Telephone: +81-3-33426111 Fax: +81-3-33404575
Received: April 16, 2014
Revised: July 13, 2014
Accepted: August 13, 2014
Published online: November 28, 2014

Abstract

AIM: To investigate how complete laparoscopic anterior resection with natural orifice specimen extraction (NOSE), as a novel minimally invasive surgery, compares to conventional laparoscopic surgery.

METHODS: Twenty patients who underwent complete laparoscopic anterior resection with NOSE and 50 patients who underwent laparoscopic assisted anterior resection by the conventional method between 2011 and 2012 were studied. Selection for complete laparoscopic anterior resection with NOSE was decided on the basis of tumor size, localization of the tumor, and body mass index. Outcomes related to surgery, including operation time, postoperative wound pain, hospital stay after surgery, the number of totally dissected lymph nodes, postoperative complications (suture failure and wound infection), and anal function, were reviewed retrospectively. Anal function was assessed at 3 and 6 mo after surgery using the Wexner fecal incontinence scoring system.

RESULTS: Complete laparoscopic resection with NOSE was performed to completion in all 20 patients. There was no patient emergency that required conversion to conventional laparoscopic surgery or open surgery. The comparison between complete laparoscopic resection with NOSE and conventional laparoscopic surgery showed no significant differences in the maximal diameter of the tumor, number of totally dissected lymph nodes, bleeding volume, mean operation time, time to start of oral ingestion, postoperative hospital stay, and postoperative complications. On the other hand, with regard to pain after epidural anesthesia, the total usage of analgesia in this novel surgical technique was 1.85 ± 1.8 times, whereas it was 5.89 ± 2.86 in conventional laparoscopic surgery (P < 0.001). The postoperative pain period was 1.9 ± 1.9 d in this novel surgical technique, whereas it was 3.43 ± 1.41 d in conventional laparoscopic surgery (P < 0.004). In complete laparoscopic surgery with NOSE, the mean postoperative follow-up period was 20 mo (range: 12-30 mo). Neither local recurrence nor remote metastasis was observed during the follow-up period.

CONCLUSION: Complete laparoscopic anterior resection using NOSE does not require any incision and has excellent cosmetic properties, with mitigated postoperative pain.

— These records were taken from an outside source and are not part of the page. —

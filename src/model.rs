//! Core data model for Fairway.
//!
//! These types describe a round in progress: the hole catalogue, the
//! follow state owned by the v1 state machine, the decision state passed
//! through the v2 engine, and the hole transitions both of them produce.

mod auto;
mod follow;
mod hole;
mod transition;

pub use auto::{AutoHole, AutoInput, AutoOptions, AutoSample, AutoState, Green, NeighborHole, TeeLock};
pub use follow::{FollowPhase, FollowState, TickInput, TickResult};
pub use hole::{DEFAULT_GREEN_RADIUS_M, HoleRef};
pub use transition::{HoleTransition, TransitionReason};
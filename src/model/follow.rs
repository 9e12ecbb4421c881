//! Follow state: what the v1 state machine knows about the round.

use serde::{Deserialize, Serialize};

use crate::geo::{GeoPoint, Millis};

use super::HoleRef;

/// Where the player is in the cycle of playing a hole.
#[derive(Debug, Clone, Copy, PartialEq, Eq, Serialize, Deserialize)]
#[serde(rename_all = "camelCase")]
pub enum FollowPhase {
    /// No hole committed yet.
    Locate,

    /// Playing the committed hole.
    Follow,

    /// The green was entered and then left for a sustained period.
    Advance,
}

/// Mutable state owned by one `FollowStateMachine`.
///
/// `enter_green_at` and `leave_candidate_at` describe the current approach
/// to the green and are cleared whenever the hole changes.
#[derive(Debug, Clone, PartialEq, Serialize, Deserialize)]
#[serde(rename_all = "camelCase")]
pub struct FollowState {
    pub phase: FollowPhase,
    pub hole: Option<HoleRef>,
    pub round_id: String,

    /// Index into the hole catalogue; `None` while unresolved.
    pub hole_index: Option<usize>,

    pub auto_advance_enabled: bool,
    pub enter_green_at: Option<Millis>,
    pub leave_candidate_at: Option<Millis>,

    /// Set only by manual navigation.
    pub override_ts: Option<Millis>,

    pub last_update_ts: Millis,
    pub last_heading_deg: Option<f64>,
    pub last_snapshot_ts: Option<Millis>,
}

impl FollowState {
    pub(crate) fn new(round_id: impl Into<String>) -> Self {
        Self {
            phase: FollowPhase::Locate,
            hole: None,
            round_id: round_id.into(),
            hole_index: None,
            auto_advance_enabled: true,
            enter_green_at: None,
            leave_candidate_at: None,
            override_ts: None,
            last_update_ts: 0,
            last_heading_deg: None,
            last_snapshot_ts: None,
        }
    }
}

/// One sample fed to `FollowStateMachine::tick`.
#[derive(Debug, Clone, Copy, Default)]
pub struct TickInput {
    pub position: Option<GeoPoint>,
    pub heading_deg: Option<f64>,
    pub speed_mps: Option<f64>,
    pub now: Millis,
}

/// Outcome of a tick: a snapshot of the state and whether it auto-advanced.
#[derive(Debug, Clone, PartialEq)]
pub struct TickResult {
    pub state: FollowState,
    pub auto_advanced: bool,
}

Key Words: Complete laparoscopic surgery, Incisionless surgery, Natural orifice specimen extraction, Transanal specimen extraction, Less invasive surgery

Core tip: Natural orifice specimen extraction (NOSE) has been reported as a less invasive surgery to avoid the problems arising from small incisions. In this study, we present details of a surgical technique for NOSE and the outcomes of complete laparoscopic anterior resection using NOSE are compared with conventional laparoscopic anterior resection. Complete laparoscopic anterior resection using NOSE has more advantages in terms of cosmetic outcomes and mitigating postoperative pain compared with conventional laparoscopic anterior resection. Based on our study, we consider complete laparoscopic anterior resection using NOSE as an acceptable and novel minimally invasive surgery.



INTRODUCTION

With the recent advances in minimally invasive surgery, laparoscopic anterior resection for rectal cancer has become a common practice. However, an incision of about 5-6 cm is still made in the abdomen for resection of the lesion or insertion of the anvil head of the automatic anastomosis device. This incision, though small, carries risks of postoperative wound pain, infections, adhesions after surgery, or abdominal incisional hernia. For this reason, an even less minimally invasive surgical technique is required. In such a situation, natural orifice specimen extraction (NOSE) has been introduced as a less invasive surgery to solve the problems arising from small incisions. However, these surgical techniques have not yet become widespread.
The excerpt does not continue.